The Court settled on a three-part test to determine whether a defendant is entitled to military contractor liability. "(1) the United States approved reasonably precise specifications; (2) the equipment conformed to those specifications; and (3) the supplier warned the United States about the dangers in the use of the equipment that were known to the supplier but not to the United States."

Because the Fourth Circuit's decision was unclear whether a reasonable jury could have found for Boyle under the properly formulated defense, the Court vacated the judgment and remanded to the Fourth Circuit.

===Brennan's dissent===

Justice William Brennan authored a dissenting opinion. The dissent strongly criticized the majority's opinion for judicial policymaking and stretching precedent.

Government contractor liability was first established in Yearsley v. W.A. Ross Construction, involving suits against a private contractor following the erosion of a dam it built for the government. Brennan emphasized that Yearsley involved the takings clause and that the plaintiffs still had a cause of action against the government. Brennan also emphasized that in Yearsley, the contractor was "following, not formulating, the Government's specifications."

Brennan also criticized the majority's use of the Federal Tort Claims Act's "discretionary function" exception to justify the military contractor immunity doctrine. In United States v.
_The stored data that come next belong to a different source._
use std::path::PathBuf;
use std::str::FromStr;

use serde::{Deserialize, Serialize};

use crate::{SomError, SomResult};

/// Interpolation used when resampling rotated images.
#[derive(Debug, Clone, Copy, PartialEq, Eq, Serialize, Deserialize)]
#[serde(rename_all = "SCREAMING_SNAKE_CASE")]
pub enum Interpolation {
    NearestNeighbor,
    Bilinear,
}

impl FromStr for Interpolation {
    type Err = SomError;

    fn from_str(s: &str) -> SomResult<Self> {
        match s {
            "NEAREST_NEIGHBOR" => Ok(Self::NearestNeighbor),
            "BILINEAR" => Ok(Self::Bilinear),
            other => Err(SomError::UnsupportedVariant(format!(
                "interpolation '{other}'"
            ))),
        }
    }
}

/// Arrangement of the neurons on the map.
///
/// Cartesian grids may be 1-, 2- or 3-dimensional, with periodic wrap
/// selectable per axis. Hexagonal maps are 2D with an odd side length and a
/// regular-hexagon extent.
#[derive(Debug, Clone, PartialEq, Eq, Serialize, Deserialize)]
pub enum Layout {
    Cartesian {
        lengths: Vec<usize>,
        periodic: Vec<bool>,
    },
    Hexagonal {
        side: usize,
    },
}

impl Layout {
    pub fn cartesian(lengths: &[usize]) -> Self {
        Self::Cartesian {
            lengths: lengths.to_vec(),
            periodic: vec![false; lengths.len()],
        }
    }

    pub fn cartesian_periodic(lengths: &[usize]) -> Self {
        Self::Cartesian {
            lengths: lengths.to_vec(),
            periodic: vec![true; lengths.len()],
        }
    }

    pub fn hexagonal(side: usize) -> Self {
        Self::Hexagonal { side }
    }

    /// Number of neurons addressed by this layout.
    pub fn num_neurons(&self) -> usize {
        match self {
            Self::Cartesian { lengths, .. } => lengths.iter().product(),
            Self::Hexagonal { side } => {
                let r = (side - 1) / 2;
                side * side - r * (r + 1)
            }
        }
    }

    /// Axis lengths as written to the SOM file header (width, height, depth).
    pub fn header_dims(&self) -> [usize; 3] {
        match self {
            Self::Cartesian { lengths, .. } => {
                let mut dims = [1usize; 3];
                dims[..lengths.len()].copy_from_slice(lengths);
                dims
            }
            Self::Hexagonal { side } => [*side, *side, 1],
        }
    }

    pub fn validate(&self) -> SomResult<()> {
        match self {
            Self::Cartesian { lengths, periodic } => {
                if lengths.is_empty() || lengths.len() > 3 {
                    return Err(SomError::BadConfig(format!(
                        "cartesian layout must have 1 to 3 axes, got {}",
                        lengths.len()
                    )));
                }
                if lengths.iter().any(|&l| l == 0) {
                    return Err(SomError::BadConfig(
                        "cartesian axis lengths must be positive".into(),
                    ));
                }
                if periodic.len() != lengths.len() {
                    return Err(SomError::BadConfig(format!(
                        "expected one periodic flag per axis, got {} flags for {} axes",
                        periodic.len(),
                        lengths.len()
                    )));
                }
            }
            Self::Hexagonal { side } => {
                if *side == 0 || side % 2 == 0 {
                    return Err(SomError::BadConfig(format!(
                        "hexagonal side length must be odd and positive, got {side}"
                    )));
                }
            }
        }
        Ok(())
    }
}

/// How the neuron tensor is filled before training.
#[derive(Debug, Clone, Copy, PartialEq, Eq, Serialize, Deserialize)]
#[serde(rename_all = "SCREAMING_SNAKE_CASE")]
pub enum SomInit {
    Zero,
    Random,
    RandomWithPreferredDirection,
    Fileinit,
}

impl FromStr for SomInit {
    type Err = SomError;

    fn from_str(s: &str) -> SomResult<Self> {
        match s {
            "ZERO" => Ok(Self::Zero),
            "RANDOM" => Ok(Self::Random),
            "RANDOM_WITH_PREFERRED_DIRECTION" => Ok(Self::RandomWithPreferredDirection),
            "FILEINIT" => Ok(Self::Fileinit),
            other => Err(SomError::UnsupportedVariant(format!("init '{other}'"))),
        }
    }
}

/// Neighborhood weighting shape.
#[derive(Debug, Clone, Copy, PartialEq, Eq, Serialize, Deserialize)]
#[serde(rename_all = "SCREAMING_SNAKE_CASE")]
pub enum DistributionFunction {
    Gaussian,
    MexicanHat,
}

impl FromStr for DistributionFunction {
    type Err = SomError;

    fn from_str(s: &str) -> SomResult<Self> {
        match s {
            "GAUSSIAN" => Ok(Self::Gaussian),
            "MEXICAN_HAT" => Ok(Self::MexicanHat),
            other => Err(SomError::UnsupportedVariant(format!(
                "distribution function '{other}'"
            ))),
        }
    }
}

/// Checkpoint policy during training.
#[derive(Debug, Clone, Copy, PartialEq, Eq, Serialize, Deserialize)]
#[serde(rename_all = "SCREAMING_SNAKE_CASE")]
pub enum IntermediateStorage {
    Off,
    Overwrite,
    Keep,
}

impl FromStr for IntermediateStorage {
    type Err = SomError;

    fn from_str(s: &str) -> SomResult<Self> {
        match s {
            "OFF" => Ok(Self::Off),
            "OVERWRITE" => Ok(Self::Overwrite),
            "KEEP" => Ok(Self::Keep),
            other => Err(SomError::UnsupportedVariant(format!(
                "intermediate storage '{other}'"
            ))),
        }
    }
}

/// Full description of one training run.
#[derive(Debug, Clone, Serialize, Deserialize)]
pub struct TrainConfig {
    pub num_iter: usize,
    pub number_of_rotations: usize,
    pub use_flip: bool,
    pub interpolation: Interpolation,
    pub layout: Layout,
    pub neuron_dim: usize,
    pub number_of_channels: usize,
    pub init: SomInit,
    pub seed: u64,
    pub init_filename: Option<PathBuf>,
    pub distribution_function: DistributionFunction,
    pub sigma: f32,
    pub damping: f32,
    pub max_update_distance: f32,
    pub intermediate_storage: IntermediateStorage,
    pub progress_factor: f32,
    pub result_filename: PathBuf,
    pub images_filename: PathBuf,
}

impl TrainConfig {
    pub fn validate(&self) -> SomResult<()> {
        if self.num_iter == 0 {
            return Err(SomError::BadConfig("numIter must be positive".into()));
        }
        if self.number_of_rotations == 0 {
            return Err(SomError::BadConfig(
                "numberOfRotations must be positive".into(),
            ));
        }
        if self.neuron_dim == 0 {
            return Err(SomError::BadConfig("neuronDim must be positive".into()));
        }
        if self.number_of_channels == 0 {
            return Err(SomError::BadConfig(
                "numberOfChannels must be positive".into(),
            ));
        }
        self.layout.validate()?;
        if !(self.sigma > 0.0) {
            return Err(SomError::BadConfig(format!(
                "sigma must be positive, got {}",
                self.sigma
            )));
        }
        if !(self.damping > 0.0 && self.damping <= 1.0) {
            return Err(SomError::BadConfig(format!(
                "damping must lie in (0, 1], got {}",
                self.damping
            )));
        }
        if self.init == SomInit::Fileinit && self.init_filename.is_none() {
            return Err(SomError::BadConfig(
                "FILEINIT requires initFilename".into(),
            ));
        }
        if self.intermediate_storage != IntermediateStorage::Off && !(self.progress_factor > 0.0) {
            return Err(SomError::BadConfig(format!(
                "progressFactor must be positive, got {}",
                self.progress_factor
            )));
        }
        Ok(())
    }

    /// Number of bank entries per input image.
    pub fn rotations_and_flip(&self) -> usize {
        if self.use_flip {
            2 * self.number_of_rotations
        } else {
            self.number_of_rotations
        }
    }
}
Gilman the court held that the Federal Tort Claims Act does not contain an implied right of indemnity for the United States even where the financial burden would be significant.

Brennan also argued the majority's standard would allow "perhaps no more than a rubber stamp from a federal procurement officer who might or might not have noticed or cared about the defects, or even had the expertise to discover them."

===Stevens' dissent===

Justice Stevens wrote a separate dissent to criticize the majority's decision as judicial policymaking.

== Impact ==

The decision has been widely criticized by scholars and academics. Many academics noted the inconsistency between Boyle and textualism, a method of interpretation championed by Justice Scalia.